Please return every line of the records below that contains the word "Result".

▶

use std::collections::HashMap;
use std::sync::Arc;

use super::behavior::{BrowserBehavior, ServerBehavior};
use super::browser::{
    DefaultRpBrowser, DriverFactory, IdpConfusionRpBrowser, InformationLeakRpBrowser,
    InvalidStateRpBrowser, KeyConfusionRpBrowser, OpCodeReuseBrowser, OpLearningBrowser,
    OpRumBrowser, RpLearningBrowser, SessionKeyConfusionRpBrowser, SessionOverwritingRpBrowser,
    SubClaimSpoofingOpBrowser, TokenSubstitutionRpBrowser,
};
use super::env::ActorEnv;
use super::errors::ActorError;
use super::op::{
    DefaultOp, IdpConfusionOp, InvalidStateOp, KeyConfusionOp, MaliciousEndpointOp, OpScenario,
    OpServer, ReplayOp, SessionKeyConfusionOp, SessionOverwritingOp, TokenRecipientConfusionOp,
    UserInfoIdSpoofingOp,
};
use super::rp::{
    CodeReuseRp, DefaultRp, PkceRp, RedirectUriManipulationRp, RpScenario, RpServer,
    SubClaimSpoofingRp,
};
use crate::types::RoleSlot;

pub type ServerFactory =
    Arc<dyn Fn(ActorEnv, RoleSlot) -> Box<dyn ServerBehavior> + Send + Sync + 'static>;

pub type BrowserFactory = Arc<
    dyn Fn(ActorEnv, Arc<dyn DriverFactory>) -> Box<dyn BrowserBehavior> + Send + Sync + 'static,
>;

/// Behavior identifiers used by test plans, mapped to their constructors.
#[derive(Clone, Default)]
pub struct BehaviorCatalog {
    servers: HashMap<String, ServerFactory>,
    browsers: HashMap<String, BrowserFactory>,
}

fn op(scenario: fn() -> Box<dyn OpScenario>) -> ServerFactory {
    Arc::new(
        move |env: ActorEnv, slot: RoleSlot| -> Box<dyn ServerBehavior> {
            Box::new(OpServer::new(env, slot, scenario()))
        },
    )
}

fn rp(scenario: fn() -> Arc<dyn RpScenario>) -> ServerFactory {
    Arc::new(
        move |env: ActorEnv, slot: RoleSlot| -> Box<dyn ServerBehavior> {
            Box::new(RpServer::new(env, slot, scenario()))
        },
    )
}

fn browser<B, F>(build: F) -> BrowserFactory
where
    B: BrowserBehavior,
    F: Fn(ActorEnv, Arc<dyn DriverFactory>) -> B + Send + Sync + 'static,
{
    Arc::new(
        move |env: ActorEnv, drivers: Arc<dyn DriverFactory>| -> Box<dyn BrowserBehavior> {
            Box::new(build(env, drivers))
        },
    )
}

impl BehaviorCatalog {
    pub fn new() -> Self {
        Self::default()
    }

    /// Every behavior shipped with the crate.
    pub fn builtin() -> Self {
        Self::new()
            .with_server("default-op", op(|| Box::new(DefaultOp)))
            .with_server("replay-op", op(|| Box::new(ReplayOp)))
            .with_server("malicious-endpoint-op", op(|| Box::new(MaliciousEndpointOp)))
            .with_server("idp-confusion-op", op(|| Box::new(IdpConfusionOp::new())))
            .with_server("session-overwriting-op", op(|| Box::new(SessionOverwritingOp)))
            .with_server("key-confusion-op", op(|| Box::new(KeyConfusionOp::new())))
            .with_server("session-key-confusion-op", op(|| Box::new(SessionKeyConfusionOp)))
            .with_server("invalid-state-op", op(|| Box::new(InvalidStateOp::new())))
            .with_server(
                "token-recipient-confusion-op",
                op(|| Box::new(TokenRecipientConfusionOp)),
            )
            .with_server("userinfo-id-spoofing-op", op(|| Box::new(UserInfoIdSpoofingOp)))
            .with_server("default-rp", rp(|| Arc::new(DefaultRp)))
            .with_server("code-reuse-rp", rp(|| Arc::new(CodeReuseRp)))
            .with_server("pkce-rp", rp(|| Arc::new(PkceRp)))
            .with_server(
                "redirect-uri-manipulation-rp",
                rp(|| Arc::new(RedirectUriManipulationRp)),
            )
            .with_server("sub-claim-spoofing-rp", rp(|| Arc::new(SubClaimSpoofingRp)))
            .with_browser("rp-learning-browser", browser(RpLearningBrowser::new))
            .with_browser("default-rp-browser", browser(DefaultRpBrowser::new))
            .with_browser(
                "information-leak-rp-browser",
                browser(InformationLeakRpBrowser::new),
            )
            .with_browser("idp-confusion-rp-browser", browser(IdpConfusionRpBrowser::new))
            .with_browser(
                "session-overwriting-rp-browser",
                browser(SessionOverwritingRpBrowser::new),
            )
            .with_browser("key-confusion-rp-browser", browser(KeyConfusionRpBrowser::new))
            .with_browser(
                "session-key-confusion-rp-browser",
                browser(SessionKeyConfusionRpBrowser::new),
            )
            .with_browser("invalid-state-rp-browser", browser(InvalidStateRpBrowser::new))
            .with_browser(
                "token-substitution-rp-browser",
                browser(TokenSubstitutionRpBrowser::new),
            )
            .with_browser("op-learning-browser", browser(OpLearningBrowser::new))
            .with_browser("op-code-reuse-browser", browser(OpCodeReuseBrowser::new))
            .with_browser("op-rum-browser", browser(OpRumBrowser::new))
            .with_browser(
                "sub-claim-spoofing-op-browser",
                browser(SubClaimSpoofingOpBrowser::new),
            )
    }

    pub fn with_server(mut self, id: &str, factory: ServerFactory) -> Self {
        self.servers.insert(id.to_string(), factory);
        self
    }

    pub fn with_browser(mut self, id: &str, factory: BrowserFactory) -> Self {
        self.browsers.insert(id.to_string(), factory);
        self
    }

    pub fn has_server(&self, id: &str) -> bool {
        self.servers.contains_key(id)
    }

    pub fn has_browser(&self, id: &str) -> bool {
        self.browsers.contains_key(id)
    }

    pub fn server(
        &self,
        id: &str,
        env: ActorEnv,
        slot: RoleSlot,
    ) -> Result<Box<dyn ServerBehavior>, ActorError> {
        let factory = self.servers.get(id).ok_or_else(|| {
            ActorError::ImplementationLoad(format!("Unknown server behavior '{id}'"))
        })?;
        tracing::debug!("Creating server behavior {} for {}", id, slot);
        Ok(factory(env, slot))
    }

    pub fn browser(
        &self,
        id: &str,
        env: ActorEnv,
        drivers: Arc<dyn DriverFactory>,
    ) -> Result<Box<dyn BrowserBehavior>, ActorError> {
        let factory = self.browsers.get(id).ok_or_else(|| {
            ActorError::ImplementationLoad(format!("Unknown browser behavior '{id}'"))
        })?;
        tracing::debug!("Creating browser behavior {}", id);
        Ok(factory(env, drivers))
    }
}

◀
▶

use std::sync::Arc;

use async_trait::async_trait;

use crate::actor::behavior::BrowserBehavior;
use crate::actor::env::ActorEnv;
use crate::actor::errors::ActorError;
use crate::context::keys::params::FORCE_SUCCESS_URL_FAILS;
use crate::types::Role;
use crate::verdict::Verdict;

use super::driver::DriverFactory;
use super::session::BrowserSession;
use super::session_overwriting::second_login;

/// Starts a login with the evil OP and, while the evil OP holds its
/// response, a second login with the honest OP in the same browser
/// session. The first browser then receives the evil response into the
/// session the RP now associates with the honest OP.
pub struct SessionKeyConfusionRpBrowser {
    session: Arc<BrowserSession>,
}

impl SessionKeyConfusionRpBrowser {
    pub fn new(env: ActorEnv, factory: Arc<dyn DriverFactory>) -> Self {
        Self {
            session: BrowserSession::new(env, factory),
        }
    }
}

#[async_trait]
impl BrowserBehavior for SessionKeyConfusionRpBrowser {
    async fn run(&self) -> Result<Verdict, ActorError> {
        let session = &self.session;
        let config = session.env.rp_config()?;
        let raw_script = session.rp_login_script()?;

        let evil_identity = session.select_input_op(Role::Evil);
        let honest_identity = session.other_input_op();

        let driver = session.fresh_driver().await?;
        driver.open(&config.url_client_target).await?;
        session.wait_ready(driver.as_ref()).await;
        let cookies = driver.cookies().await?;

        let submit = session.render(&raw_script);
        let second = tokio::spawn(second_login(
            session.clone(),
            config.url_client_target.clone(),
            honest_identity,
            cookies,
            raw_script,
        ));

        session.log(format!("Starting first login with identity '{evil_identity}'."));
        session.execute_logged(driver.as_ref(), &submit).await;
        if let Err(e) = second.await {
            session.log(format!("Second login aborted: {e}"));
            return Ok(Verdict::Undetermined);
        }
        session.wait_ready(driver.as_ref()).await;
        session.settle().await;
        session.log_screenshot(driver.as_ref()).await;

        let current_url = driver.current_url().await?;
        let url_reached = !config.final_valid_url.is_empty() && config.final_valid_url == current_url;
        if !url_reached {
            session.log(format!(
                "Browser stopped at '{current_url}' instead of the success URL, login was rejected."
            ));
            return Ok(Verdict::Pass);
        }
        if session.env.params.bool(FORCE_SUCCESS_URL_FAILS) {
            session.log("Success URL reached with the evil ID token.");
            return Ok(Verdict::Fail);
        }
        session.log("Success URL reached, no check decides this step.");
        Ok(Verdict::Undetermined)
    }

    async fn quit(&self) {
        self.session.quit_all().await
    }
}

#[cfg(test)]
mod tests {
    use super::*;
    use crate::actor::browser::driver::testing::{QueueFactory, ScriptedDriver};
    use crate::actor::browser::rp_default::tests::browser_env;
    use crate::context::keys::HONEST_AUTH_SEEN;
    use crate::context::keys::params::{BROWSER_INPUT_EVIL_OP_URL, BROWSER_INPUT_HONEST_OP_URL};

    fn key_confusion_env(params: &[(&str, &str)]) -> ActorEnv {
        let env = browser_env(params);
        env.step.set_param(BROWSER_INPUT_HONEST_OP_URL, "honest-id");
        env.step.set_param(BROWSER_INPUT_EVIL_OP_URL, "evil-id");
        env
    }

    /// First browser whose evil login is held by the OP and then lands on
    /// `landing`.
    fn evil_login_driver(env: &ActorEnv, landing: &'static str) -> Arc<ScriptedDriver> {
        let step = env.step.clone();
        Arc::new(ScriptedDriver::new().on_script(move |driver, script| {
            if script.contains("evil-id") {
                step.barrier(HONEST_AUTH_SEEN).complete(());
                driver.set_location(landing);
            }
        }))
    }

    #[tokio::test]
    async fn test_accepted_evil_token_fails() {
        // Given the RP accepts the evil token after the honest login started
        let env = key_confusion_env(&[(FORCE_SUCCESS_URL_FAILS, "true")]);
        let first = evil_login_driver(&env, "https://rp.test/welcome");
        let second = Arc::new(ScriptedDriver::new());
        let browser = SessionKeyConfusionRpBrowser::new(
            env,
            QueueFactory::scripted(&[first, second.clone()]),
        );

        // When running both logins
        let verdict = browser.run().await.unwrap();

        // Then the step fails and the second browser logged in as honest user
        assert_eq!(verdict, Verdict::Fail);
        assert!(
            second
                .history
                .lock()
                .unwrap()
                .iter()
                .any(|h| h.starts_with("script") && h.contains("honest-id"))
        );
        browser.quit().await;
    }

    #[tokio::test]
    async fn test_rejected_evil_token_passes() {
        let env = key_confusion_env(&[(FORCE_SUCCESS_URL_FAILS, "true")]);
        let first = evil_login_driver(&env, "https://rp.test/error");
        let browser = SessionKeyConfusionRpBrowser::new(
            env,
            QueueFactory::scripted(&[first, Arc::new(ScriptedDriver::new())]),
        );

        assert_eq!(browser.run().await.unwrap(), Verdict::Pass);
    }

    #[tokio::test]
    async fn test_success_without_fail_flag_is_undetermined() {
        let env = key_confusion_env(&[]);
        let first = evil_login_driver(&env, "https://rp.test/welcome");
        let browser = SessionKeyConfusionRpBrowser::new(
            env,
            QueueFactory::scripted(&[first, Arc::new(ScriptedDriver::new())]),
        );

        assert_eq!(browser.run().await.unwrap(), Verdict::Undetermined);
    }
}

◀

■ **ANSWER TO THE PROBLEM**
    ) -> Result<Box<dyn ServerBehavior>, ActorError> {
    ) -> Result<Box<dyn BrowserBehavior>, ActorError> {
    async fn run(&self) -> Result<Verdict, ActorError> {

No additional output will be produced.